Saved data entries →
★ ★ ★ ★ ★

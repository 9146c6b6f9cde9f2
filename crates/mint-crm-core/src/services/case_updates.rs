// Copyright (C) 2025 MINT CRM contributors
// SPDX-License-Identifier: AGPL-3.0-or-later
//! Priority and status changes that leave an audit note on the case.

use serde::Serialize;
use sqlx::PgPool;

use crate::db;
use crate::messaging::{CaseNotifier, NotificationOutcome};
use crate::models::{Case, CaseStatus, Priority, User};

#[derive(Debug, Clone, Serialize)]
pub struct CaseUpdateOutcome {
    pub message: String,
    pub case: Case,
    #[serde(skip_serializing_if = "Option::is_none")]
    pub notifications: Option<NotificationOutcome>,
}

fn note(kind: &str, from: &str, to: &str, label: &str, extra: Option<&str>) -> String {
    let mut note = format!("{kind} changed from {from} to {to}");
    if let Some(extra) = extra.filter(|e| !e.trim().is_empty()) {
        note.push_str(&format!(". {label}: {extra}"));
    }
    note
}

pub fn priority_note(from: Priority, to: Priority, reason: Option<&str>) -> String {
    note("Priority", from.as_str(), to.as_str(), "Reason", reason)
}

pub fn status_note(from: CaseStatus, to: CaseStatus, extra: Option<&str>) -> String {
    note("Status", from.as_str(), to.as_str(), "Note", extra)
}

pub async fn update_priority(
    pool: &PgPool,
    case_id: i64,
    priority: Priority,
    actor: &User,
    reason: Option<&str>,
) -> crate::Result<CaseUpdateOutcome> {
    let current = db::cases::get_case(pool, case_id)
        .await?
        .ok_or(crate::Error::NotFound("Case"))?;
    let case = db::cases::set_priority(pool, case_id, priority)
        .await?
        .ok_or(crate::Error::NotFound("Case"))?;

    db::case_responses::add_system_note(
        pool,
        case.id,
        actor.id,
        &priority_note(current.priority, priority, reason),
    )
    .await?;

    Ok(CaseUpdateOutcome {
        message: format!("Priority updated to {}", priority.as_str()),
        case,
        notifications: None,
    })
}

/// Change the status. Resolving a case stamps `resolved_at` and tells the
/// customer.
pub async fn update_status(
    pool: &PgPool,
    notifier: &CaseNotifier,
    case_id: i64,
    status: CaseStatus,
    actor: &User,
    extra: Option<&str>,
) -> crate::Result<CaseUpdateOutcome> {
    let current = db::cases::get_case(pool, case_id)
        .await?
        .ok_or(crate::Error::NotFound("Case"))?;
    let case = db::cases::set_status(pool, case_id, status)
        .await?
        .ok_or(crate::Error::NotFound("Case"))?;

    db::case_responses::add_system_note(
        pool,
        case.id,
        actor.id,
        &status_note(current.status, status, extra),
    )
    .await?;

    let newly_resolved =
        status == CaseStatus::Resolved && current.status != CaseStatus::Resolved;
    let notifications = if newly_resolved {
        Some(notifier.case_resolved(&case).await)
    } else {
        None
    };

    Ok(CaseUpdateOutcome {
        message: format!("Status updated to {}", status.as_str()),
        case,
        notifications,
    })
}

#[cfg(test)]
mod tests {
    use super::*;

    #[test]
    fn test_priority_note() {
        assert_eq!(
            priority_note(Priority::Low, Priority::High, Some("VIP customer")),
            "Priority changed from low to high. Reason: VIP customer"
        );
        assert_eq!(
            priority_note(Priority::Low, Priority::High, Some("  ")),
            "Priority changed from low to high"
        );
    }

    #[test]
    fn test_status_note() {
        assert_eq!(
            status_note(CaseStatus::InProgress, CaseStatus::Resolved, Some("Patched")),
            "Status changed from in_progress to resolved. Note: Patched"
        );
        assert_eq!(
            status_note(CaseStatus::New, CaseStatus::Assigned, None),
            "Status changed from new to assigned"
        );
    }
}
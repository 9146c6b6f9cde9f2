// Copyright (C) 2025 MINT CRM contributors
// SPDX-License-Identifier: AGPL-3.0-or-later
//! MINT CRM admin CLI
//!
//! ```text
//! mint-crm-ctl migrate
//! mint-crm-ctl create-admin --email E --password P [--first-name F] [--last-name L]
//! mint-crm-ctl seed-templates
//! mint-crm-ctl renumber-cases
//! mint-crm-ctl escalate
//! ```
//!
//! Reads `MINT_CRM_DATABASE_URL` (or `DATABASE_URL`). `escalate` loads the
//! full server configuration so escalation mail goes out the usual way.

use std::process::ExitCode;

use anyhow::{Context, bail};
use chrono::Utc;
use sqlx::PgPool;

use mint_crm_core::models::{NewUser, UserRole};
use mint_crm_core::services::{escalation, templates};
use mint_crm_core::{db, migrations};
use mint_crm_server::auth::hash_password;
use mint_crm_server::{AppState, Config};

const USAGE: &str = "usage: mint-crm-ctl <migrate|create-admin|seed-templates|renumber-cases|escalate> [options]

  migrate                         apply pending database migrations
  create-admin --email E --password P [--first-name F] [--last-name L]
  seed-templates                  create default email and SMS templates
  renumber-cases                  renumber all cases as CASE-NNNNNN by id
  escalate                        run one overdue-case escalation sweep";

#[derive(Debug, PartialEq)]
enum Command {
    Migrate,
    CreateAdmin {
        email: String,
        password: String,
        first_name: String,
        last_name: String,
    },
    SeedTemplates,
    RenumberCases,
    Escalate,
}

fn parse_args(args: &[String]) -> anyhow::Result<Command> {
    let Some((command, rest)) = args.split_first() else {
        bail!("missing command");
    };
    let command = match command.as_str() {
        "migrate" => Command::Migrate,
        "seed-templates" => Command::SeedTemplates,
        "renumber-cases" => Command::RenumberCases,
        "escalate" => Command::Escalate,
        "create-admin" => {
            let mut email = None;
            let mut password = None;
            let mut first_name = String::new();
            let mut last_name = String::new();
            let mut iter = rest.iter();
            while let Some(flag) = iter.next() {
                let value = iter
                    .next()
                    .with_context(|| format!("{flag} needs a value"))?
                    .clone();
                match flag.as_str() {
                    "--email" => email = Some(value),
                    "--password" => password = Some(value),
                    "--first-name" => first_name = value,
                    "--last-name" => last_name = value,
                    other => bail!("unknown option {other}"),
                }
            }
            return Ok(Command::CreateAdmin {
                email: email.context("--email is required")?,
                password: password.context("--password is required")?,
                first_name,
                last_name,
            });
        }
        other => bail!("unknown command {other}"),
    };
    if let Some(extra) = rest.first() {
        bail!("unexpected argument {extra}");
    }
    Ok(command)
}

fn main() -> ExitCode {
    let _ = dotenvy::dotenv();
    tracing_subscriber::fmt()
        .with_env_filter(
            tracing_subscriber::EnvFilter::try_from_default_env()
                .unwrap_or_else(|_| "mint_crm_core=info,mint_crm_server=info".into()),
        )
        .init();

    let args: Vec<String> = std::env::args().skip(1).collect();
    if args.iter().any(|a| a == "-h" || a == "--help") {
        println!("{USAGE}");
        return ExitCode::SUCCESS;
    }
    let command = match parse_args(&args) {
        Ok(command) => command,
        Err(e) => {
            eprintln!("error: {e:#}\n\n{USAGE}");
            return ExitCode::from(2);
        }
    };

    let rt = match tokio::runtime::Runtime::new() {
        Ok(rt) => rt,
        Err(e) => {
            eprintln!("Failed to create tokio runtime: {}", e);
            return ExitCode::FAILURE;
        }
    };

    match rt.block_on(run(command)) {
        Ok(()) => ExitCode::SUCCESS,
        Err(e) => {
            eprintln!("error: {e:#}");
            ExitCode::FAILURE
        }
    }
}

async fn connect() -> anyhow::Result<PgPool> {
    let url = std::env::var("MINT_CRM_DATABASE_URL")
        .or_else(|_| std::env::var("DATABASE_URL"))
        .context("MINT_CRM_DATABASE_URL is not set")?;
    PgPool::connect(&url)
        .await
        .context("failed to connect to database")
}

async fn run(command: Command) -> anyhow::Result<()> {
    match command {
        Command::Migrate => {
            let pool = connect().await?;
            migrations::run(&pool).await?;
            println!("Migrations applied");
        }
        Command::CreateAdmin {
            email,
            password,
            first_name,
            last_name,
        } => {
            if !email.contains('@') {
                bail!("invalid email address {email}");
            }
            if password.chars().count() < 8 {
                bail!("password must be at least 8 characters");
            }
            let pool = connect().await?;
            if db::users::get_user_by_email(&pool, &email.trim().to_lowercase())
                .await?
                .is_some()
            {
                bail!("a user with email {email} already exists");
            }
            let user = db::users::create_user(
                &pool,
                &NewUser {
                    email,
                    password_hash: hash_password(&password)?,
                    first_name,
                    last_name,
                    role: UserRole::Admin,
                    company: String::new(),
                    phone: String::new(),
                    department: String::new(),
                    is_active: true,
                },
            )
            .await?;
            println!("Created admin {} (id {})", user.email, user.id);
        }
        Command::SeedTemplates => {
            let pool = connect().await?;
            let author = db::users::first_manager(&pool).await?.map(|u| u.id);
            let summary = templates::seed_default_templates(&pool, author).await?;
            println!(
                "Created {} email templates and {} SMS templates",
                summary.email_templates_created, summary.sms_templates_created
            );
        }
        Command::RenumberCases => {
            let pool = connect().await?;
            let count = db::cases::renumber_all(&pool).await?;
            println!("Renumbered {count} cases");
        }
        Command::Escalate => {
            let config = Config::from_env()?;
            let pool = PgPool::connect(&config.database_url)
                .await
                .context("failed to connect to database")?;
            let state = AppState::new(pool, config)?;
            let count =
                escalation::escalate_overdue_cases(&state.pool, &state.notifier, Utc::now())
                    .await?;
            println!("Escalated {count} overdue cases");
        }
    }
    Ok(())
}

#[cfg(test)]
mod tests {
    use super::*;

    fn args(list: &[&str]) -> Vec<String> {
        list.iter().map(|s| s.to_string()).collect()
    }

    #[test]
    fn test_parse_simple_commands() {
        assert_eq!(parse_args(&args(&["migrate"])).unwrap(), Command::Migrate);
        assert_eq!(
            parse_args(&args(&["renumber-cases"])).unwrap(),
            Command::RenumberCases
        );
        assert!(parse_args(&args(&["migrate", "now"])).is_err());
        assert!(parse_args(&args(&["frobnicate"])).is_err());
        assert!(parse_args(&[]).is_err());
    }

    #[test]
    fn test_parse_create_admin() {
        let cmd = parse_args(&args(&[
            "create-admin",
            "--email",
            "root@example.com",
            "--password",
            "hunter22!",
            "--first-name",
            "Ada",
        ]))
        .unwrap();
        assert_eq!(
            cmd,
            Command::CreateAdmin {
                email: "root@example.com".into(),
                password: "hunter22!".into(),
                first_name: "Ada".into(),
                last_name: String::new(),
            }
        );

        assert!(parse_args(&args(&["create-admin", "--email", "a@b.c"])).is_err());
        assert!(parse_args(&args(&["create-admin", "--email"])).is_err());
        assert!(parse_args(&args(&["create-admin", "--role", "x"])).is_err());
    }
}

★ ★ ★ ★ ★

WORK REQUIRED → Considering the records above, how many lines hold "NotificationOutcome"? Please answer with only the number.

RESPONSE TO THIS EXERCISE → 2